TASK: Will you quote all of the entries, word for word?

DATA SUPPLIED:
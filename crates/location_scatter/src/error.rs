//! Error types and result alias for the crate.
//!
//! This module defines [`enum@crate::error::Error`] and the crate-wide [Result] alias. Variants cover
//! invalid distribution options, malformed catalogs, missing snapshots, and generic errors.
//! Unknown location ids are not errors; lookups report them as `None`.
use thiserror::Error;

use crate::location::LocationId;

pub type Result<T> = std::result::Result<T, Error>;

#[non_exhaustive]
#[derive(Debug, Error)]
pub enum Error {
    #[error("invalid configuration: {0}")]
    InvalidConfig(String),

    #[error("duplicate location '{id}' in catalog")]
    DuplicateLocation { id: LocationId },

    #[error("no snapshot captured for composite location '{id}'")]
    MissingSnapshot { id: LocationId },

    #[error("{0}")]
    Other(String),
}

impl From<String> for Error {
    fn from(value: String) -> Self {
        Error::Other(value)
    }
}

impl From<&str> for Error {
    fn from(value: &str) -> Self {
        Error::Other(value.to_owned())
    }
}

RESULT OF THE TASK:
filename crates/location_scatter/src/error.rs
//! Error types and result alias for the crate.
//!
//! This module defines [`enum@crate::error::Error`] and the crate-wide [Result] alias. Variants cover
//! invalid distribution options, malformed catalogs, missing snapshots, and generic errors.
//! Unknown location ids are not errors; lookups report them as `None`.
use thiserror::Error;

use crate::location::LocationId;

pub type Result<T> = std::result::Result<T, Error>;

#[non_exhaustive]
#[derive(Debug, Error)]
pub enum Error {
    #[error("invalid configuration: {0}")]
    InvalidConfig(String),

    #[error("duplicate location '{id}' in catalog")]
    DuplicateLocation { id: LocationId },

    #[error("no snapshot captured for composite location '{id}'")]
    MissingSnapshot { id: LocationId },

    #[error("{0}")]
    Other(String),
}

impl From<String> for Error {
    fn from(value: String) -> Self {
        Error::Other(value)
    }
}

impl From<&str> for Error {
    fn from(value: &str) -> Self {
        Error::Other(value.to_owned())
    }
}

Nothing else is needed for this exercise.